Give again, word for word, each line below starting at the one that contains "recorded as failures." and ending at the one that contains "let elapsed = inner".

**Information shown**
--- START ---
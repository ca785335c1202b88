//! Change detection subsystem.
//!
//! # Data Flow
//! ```text
//! ticker (every interval)
//!     → watcher.rs (breaker → retry → fetch)
//!     → diff.rs (changed against the last snapshot?)
//!     → on_change callbacks        (changed)
//!     → on_error callbacks         (breaker open, retries exhausted, rejected)
//!
//! registry.rs
//!     key → single Arc<Watcher>, created and started on first request
//! ```
//!
//! # Design Decisions
//! - Polling, not push: snapshots are compared, never streamed
//! - Callbacks run on the watcher's own task and must not panic
//! - Callbacks may read the watcher (`last_snapshot`) but must not await `stop_and_wait` on it

pub mod diff;
pub mod registry;
pub mod types;
pub mod watcher;

pub use diff::{config_changed, instances_changed};
pub use registry::WatcherRegistry;
pub use types::{ChangeCallback, ErrorCallback, WatchError};
pub use watcher::{
    ConfigSource, ConfigWatcher, ServiceSource, ServiceWatcher, WatchSource, Watcher, WatcherSettings,
};
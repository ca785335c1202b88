//! Circuit breaker for control-plane protection.
//!
//! # States
//! - Closed: normal operation, calls pass through
//! - Open: control plane assumed down, calls fail fast
//! - Half-Open: probing whether the control plane recovered
//!
//! # State Transitions
//! ```text
//! Closed → Open: failures / (failures + successes) >= threshold, checked after a failure
//! Open → Half-Open: first call after open_duration has elapsed since the last failure
//! Half-Open → Closed: half_open_max_probes successes (counters reset)
//! Half-Open → Open: any failure
//! ```
//!
//! # Design Decisions
//! - One breaker per watcher, never shared across watchers
//! - Calls are serialized by an async gate held for the whole call
//! - Counters live behind a separate short-lived lock, so state reads never wait on a call
//! - Rejections while open leave the counters untouched

use std::fmt;
use std::future::Future;
use std::sync::{Mutex, MutexGuard};
use std::time::Duration;
use tokio::time::Instant;

use crate::config::CircuitBreakerConfig;
use crate::observability::metrics;

/// Circuit breaker state.
#[derive(Debug, Clone, Copy, PartialEq, Eq)]
pub enum CircuitState {
    Closed,
    Open,
    HalfOpen,
}

impl CircuitState {
    pub fn as_str(&self) -> &'static str {
        match self {
            CircuitState::Closed => "closed",
            CircuitState::Open => "open",
            CircuitState::HalfOpen => "half_open",
        }
    }
}

impl fmt::Display for CircuitState {
    fn fmt(&self, f: &mut fmt::Formatter<'_>) -> fmt::Result {
        f.write_str(self.as_str())
    }
}

/// Result of a breaker-guarded call that did not succeed.
#[derive(Debug, Clone, PartialEq, Eq)]
pub enum BreakerError<E> {
    /// Rejected without running the operation.
    Open,
    /// The operation ran and failed.
    Inner(E),
}

impl<E: fmt::Display> fmt::Display for BreakerError<E> {
    fn fmt(&self, f: &mut fmt::Formatter<'_>) -> fmt::Result {
        match self {
            BreakerError::Open => write!(f, "circuit breaker is open"),
            BreakerError::Inner(e) => e.fmt(f),
        }
    }
}

impl<E: std::error::Error + 'static> std::error::Error for BreakerError<E> {
    fn source(&self) -> Option<&(dyn std::error::Error + 'static)> {
        match self {
            BreakerError::Open => None,
            BreakerError::Inner(e) => e.source(),
        }
    }
}

#[derive(Debug)]
struct BreakerState {
    state: CircuitState,
    failure_count: u64,
    success_count: u64,
    half_open_successes: u32,
    last_failure: Option<Instant>,
}

impl BreakerState {
    fn failure_rate(&self) -> f64 {
        let total = self.failure_count + self.success_count;
        if total == 0 {
            return 0.0;
        }
        self.failure_count as f64 / total as f64
    }

    fn reset_counters(&mut self) {
        self.failure_count = 0;
        self.success_count = 0;
        self.half_open_successes = 0;
    }
}

/// Failure-rate circuit breaker.
#[derive(Debug)]
pub struct CircuitBreaker {
    name: String,
    threshold: f64,
    open_duration: Duration,
    half_open_max_probes: u32,
    /// Serializes `call` end to end.
    gate: tokio::sync::Mutex<()>,
    inner: Mutex<BreakerState>,
}

impl CircuitBreaker {
    /// Create a closed breaker. `name` labels logs and metrics.
    pub fn new(name: impl Into<String>, config: &CircuitBreakerConfig) -> Self {
        Self {
            name: name.into(),
            threshold: config.threshold,
            open_duration: Duration::from_secs(config.open_duration_secs),
            half_open_max_probes: config.half_open_max_probes.max(1),
            gate: tokio::sync::Mutex::new(()),
            inner: Mutex::new(BreakerState {
                state: CircuitState::Closed,
                failure_count: 0,
                success_count: 0,
                half_open_successes: 0,
                last_failure: None,
            }),
        }
    }

    /// Override the open duration (sub-second values are useful in tests).
    pub fn with_open_duration(mut self, open_duration: Duration) -> Self {
        self.open_duration = open_duration;
        self
    }

    pub fn name(&self) -> &str {
        &self.name
    }

    /// Run `op` under breaker protection; every error counts as a failure.
    pub async fn call<T, E, F, Fut>(&self, op: F) -> Result<T, BreakerError<E>>
    where
        F: FnOnce() -> Fut,
        Fut: Future<Output = Result<T, E>>,
    {
        self.call_classified(op, |_| true).await
    }

    /// Run `op` under breaker protection; only errors for which `is_failure`
    /// returns true are recorded as failures.
    pub async fn call_classified<T, E, F, Fut, C>(&self, op: F, is_failure: C) -> Result<T, BreakerError<E>>
    where
        F: FnOnce() -> Fut,
        Fut: Future<Output = Result<T, E>>,
        C: FnOnce(&E) -> bool,
    {
        let _permit = self.gate.lock().await;

        if !self.try_admit() {
            metrics::record_breaker_rejection(&self.name);
            return Err(BreakerError::Open);
        }

        let result = op().await;
        match &result {
            Ok(_) => self.record_success(),
            Err(e) if is_failure(e) => self.record_failure(),
            Err(_) => {}
        }
        result.map_err(BreakerError::Inner)
    }

    /// Current state. Does not wait for an in-flight call.
    pub fn state(&self) -> CircuitState {
        self.lock().state
    }

    /// `failures / (failures + successes)`, 0 when nothing was recorded.
    pub fn failure_rate(&self) -> f64 {
        self.lock().failure_rate()
    }

    /// Open the breaker now; it stays open for `open_duration`.
    pub fn force_open(&self) {
        let mut inner = self.lock();
        inner.last_failure = Some(Instant::now());
        inner.half_open_successes = 0;
        self.transition(&mut inner, CircuitState::Open);
        tracing::warn!(breaker = %self.name, "Circuit breaker forced open");
    }

    /// Close the breaker now and reset its counters.
    pub fn force_close(&self) {
        let mut inner = self.lock();
        inner.reset_counters();
        self.transition(&mut inner, CircuitState::Closed);
        tracing::info!(breaker = %self.name, "Circuit breaker forced closed");
    }

    fn lock(&self) -> MutexGuard<'_, BreakerState> {
        self.inner.lock().expect("circuit breaker mutex poisoned")
    }

    fn try_admit(&self) -> bool {
        let mut inner = self.lock();
        match inner.state {
            CircuitState::Closed | CircuitState::HalfOpen => true,
            CircuitState::Open => {
                let elapsed = inner
                    .last_failure
                    .map_or(self.open_duration, |at| at.elapsed());
                if elapsed < self.open_duration {
                    return false;
                }
                inner.half_open_successes = 0;
                self.transition(&mut inner, CircuitState::HalfOpen);
                tracing::info!(breaker = %self.name, "Circuit breaker half-open, probing");
                true
            }
        }
    }

    fn record_success(&self) {
        let mut inner = self.lock();
        inner.success_count += 1;

        if inner.state == CircuitState::HalfOpen {
            inner.half_open_successes += 1;
            if inner.half_open_successes >= self.half_open_max_probes {
                inner.reset_counters();
                self.transition(&mut inner, CircuitState::Closed);
                tracing::info!(breaker = %self.name, "Circuit breaker closed after successful probes");
            }
        }
    }

    fn record_failure(&self) {
        let mut inner = self.lock();
        inner.failure_count += 1;
        inner.last_failure = Some(Instant::now());

        match inner.state {
            CircuitState::Closed => {
                let rate = inner.failure_rate();
                if rate >= self.threshold {
                    self.transition(&mut inner, CircuitState::Open);
                    tracing::warn!(
                        breaker = %self.name,
                        failure_rate = rate,
                        threshold = self.threshold,
                        "Circuit breaker opened"
                    );
                }
            }
            CircuitState::HalfOpen => {
                inner.half_open_successes = 0;
                self.transition(&mut inner, CircuitState::Open);
                tracing::warn!(breaker = %self.name, "Circuit breaker reopened after failed probe");
            }
            CircuitState::Open => {}
        }
    }

    fn transition(&self, inner: &mut BreakerState, to: CircuitState) {
        if inner.state != to {
            inner.state = to;
            metrics::record_breaker_transition(&self.name, to.as_str());
        }
    }
}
--- END ---
**Answer section**
    /// returns true are recorded as failures.
    pub async fn call_classified<T, E, F, Fut, C>(&self, op: F, is_failure: C) -> Result<T, BreakerError<E>>
    where
        F: FnOnce() -> Fut,
        Fut: Future<Output = Result<T, E>>,
        C: FnOnce(&E) -> bool,
    {
        let _permit = self.gate.lock().await;

        if !self.try_admit() {
            metrics::record_breaker_rejection(&self.name);
            return Err(BreakerError::Open);
        }

        let result = op().await;
        match &result {
            Ok(_) => self.record_success(),
            Err(e) if is_failure(e) => self.record_failure(),
            Err(_) => {}
        }
        result.map_err(BreakerError::Inner)
    }

    /// Current state. Does not wait for an in-flight call.
    pub fn state(&self) -> CircuitState {
        self.lock().state
    }

    /// `failures / (failures + successes)`, 0 when nothing was recorded.
    pub fn failure_rate(&self) -> f64 {
        self.lock().failure_rate()
    }

    /// Open the breaker now; it stays open for `open_duration`.
    pub fn force_open(&self) {
        let mut inner = self.lock();
        inner.last_failure = Some(Instant::now());
        inner.half_open_successes = 0;
        self.transition(&mut inner, CircuitState::Open);
        tracing::warn!(breaker = %self.name, "Circuit breaker forced open");
    }

    /// Close the breaker now and reset its counters.
    pub fn force_close(&self) {
        let mut inner = self.lock();
        inner.reset_counters();
        self.transition(&mut inner, CircuitState::Closed);
        tracing::info!(breaker = %self.name, "Circuit breaker forced closed");
    }

    fn lock(&self) -> MutexGuard<'_, BreakerState> {
        self.inner.lock().expect("circuit breaker mutex poisoned")
    }

    fn try_admit(&self) -> bool {
        let mut inner = self.lock();
        match inner.state {
            CircuitState::Closed | CircuitState::HalfOpen => true,
            CircuitState::Open => {
                let elapsed = inner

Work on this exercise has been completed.